> _Problem_: Examine the entries and show every line in which the word "SubjectPolicy" is found.

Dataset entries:
......
//! Rank test benchmark
//!
//! Measures the hypothesis tests on pooled-trial sizes: a subject contributes
//! about 12 trials per phase, so pools range from tens to a few hundred.
//!
//! # Run Instructions
//!
//! ```bash
//! cargo bench --bench rank_tests
//! ```

use criterion::{black_box, criterion_group, criterion_main, BenchmarkId, Criterion};
use emsrt::outlier::{remove_outliers, OutlierBounds};
use emsrt::stats::{kruskal_wallis, mann_whitney_u, wilcoxon_signed_rank, Alternative};

/// Deterministic reaction times in [200, 600) with ties
fn reaction_times(n: usize, seed: usize) -> Vec<f64> {
    (0..n)
        .map(|i| 200.0 + ((i * 7919 + seed * 104_729) % 400) as f64)
        .collect()
}

fn bench_mann_whitney(c: &mut Criterion) {
    let mut group = c.benchmark_group("mann_whitney_u");

    // 8 per side takes the exact path, larger pools the normal approximation
    for n in [8, 12, 36, 120, 360] {
        let x = reaction_times(n, 1);
        let y = reaction_times(n, 2);
        group.bench_with_input(BenchmarkId::from_parameter(n), &n, |b, _| {
            b.iter(|| mann_whitney_u(black_box(&x), black_box(&y), Alternative::Greater))
        });
    }

    group.finish();
}

fn bench_wilcoxon(c: &mut Criterion) {
    let mut group = c.benchmark_group("wilcoxon_signed_rank");

    for n in [5, 20, 50, 200] {
        // distinct magnitudes keep n <= 50 on the exact path
        let diffs: Vec<f64> = (1..=n)
            .map(|i| if i % 3 == 0 { -(i as f64) } else { i as f64 })
            .collect();
        group.bench_with_input(BenchmarkId::from_parameter(n), &n, |b, _| {
            b.iter(|| wilcoxon_signed_rank(black_box(&diffs), Alternative::Greater))
        });
    }

    group.finish();
}

fn bench_kruskal_wallis(c: &mut Criterion) {
    let mut group = c.benchmark_group("kruskal_wallis");

    for n in [12, 120, 360] {
        let a = reaction_times(n, 1);
        let b2 = reaction_times(n, 2);
        let c3 = reaction_times(n, 3);
        group.bench_with_input(BenchmarkId::from_parameter(n), &n, |b, _| {
            b.iter(|| kruskal_wallis(black_box(&[a.as_slice(), b2.as_slice(), c3.as_slice()])))
        });
    }

    group.finish();
}

fn bench_outlier_removal(c: &mut Criterion) {
    let raw = reaction_times(360, 4);
    let bounds = OutlierBounds::default();

    c.bench_function("remove_outliers_360", |b| {
        b.iter(|| remove_outliers(black_box(&raw), "bench", &bounds))
    });
}

criterion_group!(
    benches,
    bench_mann_whitney,
    bench_wilcoxon,
    bench_kruskal_wallis,
    bench_outlier_removal
);
criterion_main!(benches);
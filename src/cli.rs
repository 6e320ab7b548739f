//! CLI argument parsing for emsrt

use clap::{Args, Parser, Subcommand, ValueEnum};
use std::path::PathBuf;

use crate::config::{AnalysisConfig, SubjectPolicy, WaveformConfig};

/// Report format for the analysis
#[derive(Debug, Clone, Copy, PartialEq, Eq, ValueEnum)]
pub enum OutputFormat {
    /// Human-readable text report on stdout (default)
    Text,
    /// Text report plus analysis_report.json in the output directory
    Json,
}

#[derive(Parser, Debug)]
#[command(name = "emsrt")]
#[command(version)]
#[command(about = "Reaction-time statistics for EMS training experiments", long_about = None)]
pub struct Cli {
    /// Enable debug tracing output to stderr
    #[arg(long, global = true)]
    pub debug: bool,

    #[command(subcommand)]
    pub command: Command,
}

#[derive(Subcommand, Debug)]
pub enum Command {
    /// Analyse all subjects in a data directory
    Analyze(AnalyzeArgs),
    /// Generate the biphasic stimulation waveform
    Waveform(WaveformArgs),
}

#[derive(Args, Debug)]
pub struct AnalyzeArgs {
    /// Directory with Data_<subject>_<EMS_ON|EMS_OFF>_<timestamp>.csv files
    #[arg(short, long, value_name = "DIR")]
    pub input: Option<PathBuf>,

    /// Directory receiving the CSV (and JSON) outputs
    #[arg(short, long, value_name = "DIR")]
    pub output: Option<PathBuf>,

    /// TOML configuration file; flags override its values
    #[arg(short, long, value_name = "FILE")]
    pub config: Option<PathBuf>,

    /// Lower physiological bound (ms)
    #[arg(long = "physio-min", value_name = "MS")]
    pub physio_min: Option<f64>,

    /// Upper physiological bound (ms)
    #[arg(long = "physio-max", value_name = "MS")]
    pub physio_max: Option<f64>,

    /// Tukey fence multiplier
    #[arg(long = "iqr-multiplier", value_name = "K")]
    pub iqr_multiplier: Option<f64>,

    /// Skip subjects that cannot be analysed instead of aborting
    #[arg(long = "exclude-failed-subjects")]
    pub exclude_failed_subjects: bool,

    /// Do not compare StimulusOffset settings with the assigned phases
    #[arg(long = "no-cross-check")]
    pub no_cross_check: bool,

    /// Output format (text or json)
    #[arg(long = "format", value_enum, default_value = "text")]
    pub format: OutputFormat,
}

impl AnalyzeArgs {
    /// Apply command-line overrides on top of a base configuration
    pub fn apply(&self, mut config: AnalysisConfig) -> AnalysisConfig {
        if let Some(input) = &self.input {
            config.input_dir = input.clone();
        }
        if let Some(output) = &self.output {
            config.output_dir = output.clone();
        }
        if let Some(min) = self.physio_min {
            config.physio_min_ms = min;
        }
        if let Some(max) = self.physio_max {
            config.physio_max_ms = max;
        }
        if let Some(k) = self.iqr_multiplier {
            config.iqr_multiplier = k;
        }
        if self.exclude_failed_subjects {
            config.subject_policy = SubjectPolicy::Exclude;
        }
        if self.no_cross_check {
            config.cross_check_settings = false;
        }
        config
    }
}

#[derive(Args, Debug, Default)]
pub struct WaveformArgs {
    /// Directory receiving ems_waveform.csv
    #[arg(short, long, value_name = "DIR")]
    pub output: Option<PathBuf>,

    /// Width of each phase of a cycle (µs)
    #[arg(long = "pulse-width", value_name = "US")]
    pub pulse_width: Option<u32>,

    /// Biphasic cycles per pulse
    #[arg(long = "burst-count", value_name = "N")]
    pub burst_count: Option<u32>,

    /// Pulses per stimulus
    #[arg(long = "pulse-count", value_name = "N")]
    pub pulse_count: Option<u32>,

    /// Silence between pulses (µs)
    #[arg(long = "pulse-interval", value_name = "US")]
    pub pulse_interval: Option<u32>,
}

impl WaveformArgs {
    pub fn to_config(&self) -> WaveformConfig {
        let defaults = WaveformConfig::default();
        WaveformConfig {
            pulse_width_us: self.pulse_width.unwrap_or(defaults.pulse_width_us),
            burst_count: self.burst_count.unwrap_or(defaults.burst_count),
            pulse_count: self.pulse_count.unwrap_or(defaults.pulse_count),
            pulse_interval_us: self.pulse_interval.unwrap_or(defaults.pulse_interval_us),
            output_dir: self.output.clone().unwrap_or(defaults.output_dir),
            ..defaults
        }
    }
}
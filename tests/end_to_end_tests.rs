//! End-to-end analysis over synthetic experiment directories
//!
//! Each subject gets six correctly named sessions written in the on-disk
//! trial format; the full pipeline runs from directory scan to group result.

mod utils;

use emsrt::config::{AnalysisConfig, SubjectPolicy};
use emsrt::error::AnalysisError;
use emsrt::group::{PostHoc, TestOutcome};
use emsrt::pipeline::run_analysis;
use std::fs;
use std::path::Path;
use tempfile::TempDir;
use utils::{session_values, write_session, write_subject};

fn config_for(dir: &Path) -> AnalysisConfig {
    AnalysisConfig {
        input_dir: dir.to_path_buf(),
        output_dir: dir.to_path_buf(),
        ..AnalysisConfig::default()
    }
}

#[test]
fn test_two_subjects_one_improving() {
    let tmp = TempDir::new().unwrap();
    write_subject(tmp.path(), "A", 320.0, 310.0, 300.0);
    write_subject(tmp.path(), "B", 305.0, 305.0, 305.0);

    let outcome = run_analysis(&config_for(tmp.path())).unwrap();
    assert_eq!(outcome.subjects.len(), 2);

    let a = &outcome.subjects[0];
    assert_eq!(a.subject, "A");
    assert!((a.change_p2 - 20.0).abs() < 0.01, "A change_p2 = {}", a.change_p2);
    assert!((a.change_p1 - 10.0).abs() < 0.01);
    assert_eq!(a.baseline.n, 12);
    assert!(a.baseline_vs_p2.test.pvalue < 0.01);

    let b = &outcome.subjects[1];
    assert!(b.change_p2.abs() < 0.01);
    assert!(b.baseline_vs_p2.test.pvalue > 0.05);
    assert!(b.baseline_vs_p2.effect_size.abs() < 1e-6);

    let group = &outcome.group;
    assert!((group.change_p2.mean - 10.0).abs() < 0.01);
    let sd = group.change_p2.sd.unwrap();
    assert!((sd - 200f64.sqrt()).abs() < 0.01, "sd = {sd}");
    assert_eq!(group.pooled.baseline_n, 24);
    assert!(group.interpretation.consistent_with_literature);
}

#[test]
fn test_clear_group_effect_takes_corrected_post_hoc() {
    let tmp = TempDir::new().unwrap();
    write_subject(tmp.path(), "S1", 400.0, 300.0, 301.0);
    write_subject(tmp.path(), "S2", 402.0, 302.0, 299.0);
    write_subject(tmp.path(), "S3", 398.0, 298.0, 300.0);

    let outcome = run_analysis(&config_for(tmp.path())).unwrap();
    let pooled = &outcome.group.pooled;
    assert!(pooled.omnibus.pvalue < 0.05);
    let PostHoc::Corrected(pairs) = &pooled.post_hoc else {
        panic!("expected corrected post-hoc");
    };
    assert_eq!(pairs.len(), 3);
    assert!(pairs
        .iter()
        .all(|p| p.corrected_pvalue.is_some_and(|c| c <= 1.0)));

    // three subjects: one-sided signed-rank cannot go below 0.125
    let signed = outcome.group.signed_rank_p2.computed().unwrap();
    assert!(signed.underpowered);
    assert!(matches!(outcome.group.paired_t_p2, TestOutcome::Computed(_)));
}

#[test]
fn test_outliers_are_removed_from_files() {
    let tmp = TempDir::new().unwrap();
    write_subject(tmp.path(), "A", 320.0, 310.0, 300.0);
    let mut baseline = session_values(320.0);
    baseline.extend([45.0, 1450.0, 900.0]);
    write_session(tmp.path(), "A", "EMS_OFF", "20240501_091500", 0, &baseline);

    let outcome = run_analysis(&config_for(tmp.path())).unwrap();
    let series = &outcome.subjects[0].baseline_series;
    assert_eq!(series.original_n, 15);
    assert_eq!(series.removed_physio, 2);
    assert_eq!(series.removed_iqr, 1);
    assert_eq!(series.len(), 12);
}

#[test]
fn test_stimulus_offset_mismatch_is_warning_only() {
    let tmp = TempDir::new().unwrap();
    write_subject(tmp.path(), "A", 320.0, 310.0, 300.0);
    write_session(tmp.path(), "A", "EMS_OFF", "20240501_091500", 40, &session_values(320.0));

    let outcome = run_analysis(&config_for(tmp.path())).unwrap();
    let a = &outcome.subjects[0];
    assert_eq!(a.warnings.len(), 1);
    assert!(a.warnings[0].message.contains("StimulusOffset"));
    assert!((a.change_p2 - 20.0).abs() < 0.01);

    let mut config = config_for(tmp.path());
    config.cross_check_settings = false;
    let outcome = run_analysis(&config).unwrap();
    assert!(outcome.subjects[0].warnings.is_empty());
}

#[test]
fn test_subject_without_trials_header() {
    let tmp = TempDir::new().unwrap();
    write_subject(tmp.path(), "A", 320.0, 310.0, 300.0);
    write_subject(tmp.path(), "Broken", 320.0, 310.0, 300.0);
    fs::write(
        tmp.path().join("Data_Broken_EMS_OFF_20240501_103000.csv"),
        "--- Settings ---\nStimulusOffset,40\n1,Left,300\n",
    )
    .unwrap();

    let err = run_analysis(&config_for(tmp.path())).unwrap_err();
    assert!(matches!(err, AnalysisError::Format { .. }));
    assert!(err.to_string().contains("Data_Broken_EMS_OFF_20240501_103000.csv"));

    let mut config = config_for(tmp.path());
    config.subject_policy = SubjectPolicy::Exclude;
    let outcome = run_analysis(&config).unwrap();
    assert_eq!(outcome.subjects.len(), 1);
    assert_eq!(outcome.excluded[0].subject, "Broken");
}

#[test]
fn test_custom_physiological_bounds() {
    let tmp = TempDir::new().unwrap();
    write_subject(tmp.path(), "A", 320.0, 310.0, 300.0);

    let mut config = config_for(tmp.path());
    config.physio_min_ms = 300.0;
    let outcome = run_analysis(&config).unwrap();
    // the negative half of the jitter around 300 ms falls below the bound
    assert_eq!(outcome.subjects[0].phase2.n, 6);
    assert!(outcome.subjects[0].phase2.min >= 300.0);
    assert_eq!(outcome.subjects[0].baseline.n, 12);
}
#![no_main]

use libfuzzer_sys::fuzz_target;
use std::path::Path;

fuzz_target!(|data: &[u8]| {
    // Trial files come from external recording software; malformed bodies
    // must surface as errors, never panics
    let input = String::from_utf8_lossy(data);
    let _ = emsrt::trial_file::parse_trial_str(&input, Path::new("fuzz.csv"));
});
//! Reaction-time outlier removal
//!
//! Two filters in sequence:
//! 1. Physiological bounds: keep values in `[physio_min_ms, physio_max_ms]`
//!    (anticipatory responses below, attention lapses above).
//! 2. Tukey fences on the survivors: keep values within
//!    `[Q1 - k*IQR, Q3 + k*IQR]`, quartiles by R-7 linear interpolation.
//!
//! The result may be empty; callers needing statistics fail on that.

use serde::Serialize;

use crate::config::AnalysisConfig;
use crate::error::Result;
use crate::stats::quartiles;

/// Bounds and multiplier for [`remove_outliers`]
#[derive(Debug, Clone, Copy, PartialEq)]
pub struct OutlierBounds {
    pub min_ms: f64,
    pub max_ms: f64,
    pub iqr_multiplier: f64,
}

impl Default for OutlierBounds {
    fn default() -> Self {
        Self {
            min_ms: 100.0,
            max_ms: 1000.0,
            iqr_multiplier: 1.5,
        }
    }
}

impl From<&AnalysisConfig> for OutlierBounds {
    fn from(config: &AnalysisConfig) -> Self {
        Self {
            min_ms: config.physio_min_ms,
            max_ms: config.physio_max_ms,
            iqr_multiplier: config.iqr_multiplier,
        }
    }
}

/// Reaction times of one phase after outlier removal
#[derive(Debug, Clone, PartialEq, Serialize)]
pub struct CleanedSeries {
    pub label: String,
    /// Surviving values in recorded order
    pub values: Vec<f64>,
    pub original_n: usize,
    pub removed_physio: usize,
    pub removed_iqr: usize,
    /// Tukey fences; `None` when nothing survived the physiological filter
    pub lower_fence: Option<f64>,
    pub upper_fence: Option<f64>,
}

impl CleanedSeries {
    pub fn len(&self) -> usize {
        self.values.len()
    }

    pub fn is_empty(&self) -> bool {
        self.values.is_empty()
    }

    pub fn removed(&self) -> usize {
        self.removed_physio + self.removed_iqr
    }
}

/// Remove implausible and extreme reaction times
///
/// `label` identifies the series in diagnostics.
///
/// # Example
/// ```
/// use emsrt::outlier::{remove_outliers, OutlierBounds};
///
/// let raw = [120.0, 130.0, 125.0, 128.0, 122.0, 900.0, 121.0];
/// let cleaned = remove_outliers(&raw, "baseline", &OutlierBounds::default()).unwrap();
/// assert_eq!(cleaned.values, vec![120.0, 130.0, 125.0, 128.0, 122.0, 121.0]);
/// assert_eq!(cleaned.removed_iqr, 1);
/// ```
pub fn remove_outliers(raw: &[f64], label: &str, bounds: &OutlierBounds) -> Result<CleanedSeries> {
    let plausible: Vec<f64> = raw
        .iter()
        .copied()
        .filter(|v| *v >= bounds.min_ms && *v <= bounds.max_ms)
        .collect();
    let removed_physio = raw.len() - plausible.len();

    let (values, fences) = if plausible.is_empty() {
        (plausible, None)
    } else {
        let q = quartiles(&plausible)?;
        let lower = q.q1 - bounds.iqr_multiplier * q.iqr();
        let upper = q.q3 + bounds.iqr_multiplier * q.iqr();
        let kept: Vec<f64> = plausible
            .iter()
            .copied()
            .filter(|v| *v >= lower && *v <= upper)
            .collect();
        (kept, Some((lower, upper)))
    };

    let removed_iqr = raw.len() - removed_physio - values.len();
    if removed_physio + removed_iqr > 0 {
        tracing::info!(
            "[{}] outlier removal: {} -> {} ({} implausible, {} beyond IQR fences)",
            label,
            raw.len(),
            values.len(),
            removed_physio,
            removed_iqr
        );
    }

    Ok(CleanedSeries {
        label: label.to_string(),
        values,
        original_n: raw.len(),
        removed_physio,
        removed_iqr,
        lower_fence: fences.map(|(lower, _)| lower),
        upper_fence: fences.map(|(_, upper)| upper),
    })
}
// Reference distributions for the hypothesis tests
//
// Tail probabilities only; everything here is f64 and allocation-free.
//
// - Normal: complementary error function with Chebyshev fit (fractional
//   error < 1.2e-7 everywhere, so small tail probabilities stay accurate)
// - Student t: regularised incomplete beta (continued fraction)
// - Chi-square: regularised upper incomplete gamma (series / continued fraction)

const EPS: f64 = 1e-14;
const FPMIN: f64 = 1e-300;
const MAX_ITER: usize = 500;

/// Complementary error function
pub fn erfc(x: f64) -> f64 {
    let z = x.abs();
    let t = 1.0 / (1.0 + 0.5 * z);
    let poly = -z * z - 1.265_512_23
        + t * (1.000_023_68
            + t * (0.374_091_96
                + t * (0.096_784_18
                    + t * (-0.186_288_06
                        + t * (0.278_868_07
                            + t * (-1.135_203_98
                                + t * (1.488_515_87 + t * (-0.822_152_23 + t * 0.170_872_77))))))));
    let ans = t * poly.exp();
    if x >= 0.0 {
        ans
    } else {
        2.0 - ans
    }
}

/// Standard normal survival function P(Z > z)
pub fn normal_sf(z: f64) -> f64 {
    0.5 * erfc(z / std::f64::consts::SQRT_2)
}

/// Standard normal CDF P(Z <= z)
pub fn normal_cdf(z: f64) -> f64 {
    normal_sf(-z)
}

/// Natural log of the gamma function (Lanczos approximation), x > 0
pub fn ln_gamma(x: f64) -> f64 {
    const COF: [f64; 6] = [
        76.180_091_729_471_46,
        -86.505_320_329_416_77,
        24.014_098_240_830_91,
        -1.231_739_572_450_155,
        0.120_865_097_386_617_9e-2,
        -0.539_523_938_495_3e-5,
    ];

    let mut y = x;
    let tmp = x + 5.5;
    let tmp = tmp - (x + 0.5) * tmp.ln();
    let mut ser = 1.000_000_000_190_015;
    for c in COF {
        y += 1.0;
        ser += c / y;
    }
    -tmp + (2.506_628_274_631_000_5 * ser / x).ln()
}

/// Regularised upper incomplete gamma Q(a, x)
pub fn gamma_q(a: f64, x: f64) -> f64 {
    if x <= 0.0 {
        return 1.0;
    }
    if x < a + 1.0 {
        1.0 - gamma_p_series(a, x)
    } else {
        gamma_q_continued_fraction(a, x)
    }
}

fn gamma_p_series(a: f64, x: f64) -> f64 {
    let mut ap = a;
    let mut del = 1.0 / a;
    let mut sum = del;
    for _ in 0..MAX_ITER {
        ap += 1.0;
        del *= x / ap;
        sum += del;
        if del.abs() < sum.abs() * EPS {
            break;
        }
    }
    sum * (-x + a * x.ln() - ln_gamma(a)).exp()
}

fn gamma_q_continued_fraction(a: f64, x: f64) -> f64 {
    let mut b = x + 1.0 - a;
    let mut c = 1.0 / FPMIN;
    let mut d = 1.0 / b;
    let mut h = d;
    for i in 1..=MAX_ITER {
        let an = -(i as f64) * (i as f64 - a);
        b += 2.0;
        d = an * d + b;
        if d.abs() < FPMIN {
            d = FPMIN;
        }
        c = b + an / c;
        if c.abs() < FPMIN {
            c = FPMIN;
        }
        d = 1.0 / d;
        let del = d * c;
        h *= del;
        if (del - 1.0).abs() < EPS {
            break;
        }
    }
    (-x + a * x.ln() - ln_gamma(a)).exp() * h
}

/// Regularised incomplete beta I_x(a, b)
pub fn beta_inc(a: f64, b: f64, x: f64) -> f64 {
    if x <= 0.0 {
        return 0.0;
    }
    if x >= 1.0 {
        return 1.0;
    }

    let front =
        (ln_gamma(a + b) - ln_gamma(a) - ln_gamma(b) + a * x.ln() + b * (1.0 - x).ln()).exp();
    if x < (a + 1.0) / (a + b + 2.0) {
        front * beta_continued_fraction(a, b, x) / a
    } else {
        1.0 - front * beta_continued_fraction(b, a, 1.0 - x) / b
    }
}

fn beta_continued_fraction(a: f64, b: f64, x: f64) -> f64 {
    let clamp = |v: f64| if v.abs() < FPMIN { FPMIN } else { v };

    let qab = a + b;
    let qap = a + 1.0;
    let qam = a - 1.0;
    let mut c = 1.0;
    let mut d = 1.0 / clamp(1.0 - qab * x / qap);
    let mut h = d;

    for m in 1..=MAX_ITER {
        let m = m as f64;
        let m2 = 2.0 * m;

        let aa = m * (b - m) * x / ((qam + m2) * (a + m2));
        d = 1.0 / clamp(1.0 + aa * d);
        c = clamp(1.0 + aa / c);
        h *= d * c;

        let aa = -(a + m) * (qab + m) * x / ((a + m2) * (qap + m2));
        d = 1.0 / clamp(1.0 + aa * d);
        c = clamp(1.0 + aa / c);
        let del = d * c;
        h *= del;

        if (del - 1.0).abs() < EPS {
            break;
        }
    }
    h
}

/// Student t survival function P(T > t) with `df` degrees of freedom
pub fn student_t_sf(t: f64, df: f64) -> f64 {
    let tail = 0.5 * beta_inc(df / 2.0, 0.5, df / (df + t * t));
    if t >= 0.0 {
        tail
    } else {
        1.0 - tail
    }
}

/// Chi-square survival function P(X > x) with `df` degrees of freedom
pub fn chi2_sf(x: f64, df: f64) -> f64 {
    gamma_q(df / 2.0, x / 2.0)
}

#[cfg(test)]
mod tests {
    use super::*;

    fn close(a: f64, b: f64, tol: f64) -> bool {
        (a - b).abs() < tol
    }

    #[test]
    fn test_normal_reference_points() {
        assert!(close(normal_sf(0.0), 0.5, 1e-7));
        assert!(close(normal_sf(1.959_963_985), 0.025, 1e-6));
        assert!(close(normal_cdf(-1.644_853_627), 0.05, 1e-6));
        assert!(close(normal_sf(-3.0), 0.998_650_1, 1e-6));
    }

    #[test]
    fn test_normal_far_tail_stays_positive() {
        let p = normal_sf(10.0);
        assert!(p > 0.0 && p < 1e-20, "p = {p}");
    }

    #[test]
    fn test_ln_gamma_factorials() {
        assert!(close(ln_gamma(1.0), 0.0, 1e-9));
        assert!(close(ln_gamma(5.0), (24.0f64).ln(), 1e-9));
        assert!(close(ln_gamma(0.5), std::f64::consts::PI.sqrt().ln(), 1e-9));
    }

    #[test]
    fn test_chi2_two_df_is_exponential() {
        for x in [0.5, 2.0, 7.2, 15.0] {
            assert!(close(chi2_sf(x, 2.0), (-x / 2.0).exp(), 1e-8), "x = {x}");
        }
        assert_eq!(chi2_sf(0.0, 2.0), 1.0);
    }

    #[test]
    fn test_chi2_reference_quantiles() {
        assert!(close(chi2_sf(3.841_458_82, 1.0), 0.05, 1e-6));
        assert!(close(chi2_sf(11.070_497_69, 5.0), 0.05, 1e-6));
    }

    #[test]
    fn test_student_t_closed_forms() {
        use std::f64::consts::PI;
        for t in [0.3_f64, 1.0, 2.5, 3.464_101_6, 6.0, 40.0] {
            // df = 1: Cauchy
            let df1 = 0.5 - t.atan() / PI;
            assert!(close(student_t_sf(t, 1.0), df1, 1e-10), "df 1, t = {t}");

            // df = 2: (1 - t / sqrt(t^2 + 2)) / 2
            let df2 = 0.5 * (1.0 - t / (t * t + 2.0f64).sqrt());
            assert!(close(student_t_sf(t, 2.0), df2, 1e-10), "df 2, t = {t}");

            // df = 4: F(t) = 1/2 + 3/8 (t / sqrt(u)) (1 - t^2 / (12 u)), u = 1 + t^2 / 4
            let u = 1.0 + t * t / 4.0;
            let df4 = 0.5 - 0.375 * (t / u.sqrt()) * (1.0 - t * t / (12.0 * u));
            assert!(close(student_t_sf(t, 4.0), df4, 1e-10), "df 4, t = {t}");
        }
        assert!(close(student_t_sf(0.0, 7.0), 0.5, 1e-12));
    }

    #[test]
    fn test_student_t_symmetry() {
        let upper = student_t_sf(1.7, 9.0);
        let lower = student_t_sf(-1.7, 9.0);
        assert!(close(upper + lower, 1.0, 1e-10));
    }

    #[test]
    fn test_beta_inc_bounds() {
        assert_eq!(beta_inc(2.0, 3.0, 0.0), 0.0);
        assert_eq!(beta_inc(2.0, 3.0, 1.0), 1.0);
        // I_x(1, 1) = x
        assert!(close(beta_inc(1.0, 1.0, 0.3), 0.3, 1e-12));
    }

    #[test]
    fn test_beta_inc_closed_forms() {
        for a in [0.5, 2.0, 3.5, 7.0] {
            for x in [0.05, 0.3, 0.6, 0.9, 0.99] {
                // I_x(a, 1) = x^a and I_x(1, b) = 1 - (1 - x)^b
                assert!(close(beta_inc(a, 1.0, x), x.powf(a), 1e-10), "a = {a}, x = {x}");
                assert!(close(beta_inc(1.0, a, x), 1.0 - (1.0 - x).powf(a), 1e-10), "b = {a}, x = {x}");
            }
        }
    }
}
......
> _Exercise solution_:
use crate::config::{AnalysisConfig, SubjectPolicy, WaveformConfig};
            config.subject_policy = SubjectPolicy::Exclude;
use emsrt::config::{AnalysisConfig, SubjectPolicy};
    config.subject_policy = SubjectPolicy::Exclude;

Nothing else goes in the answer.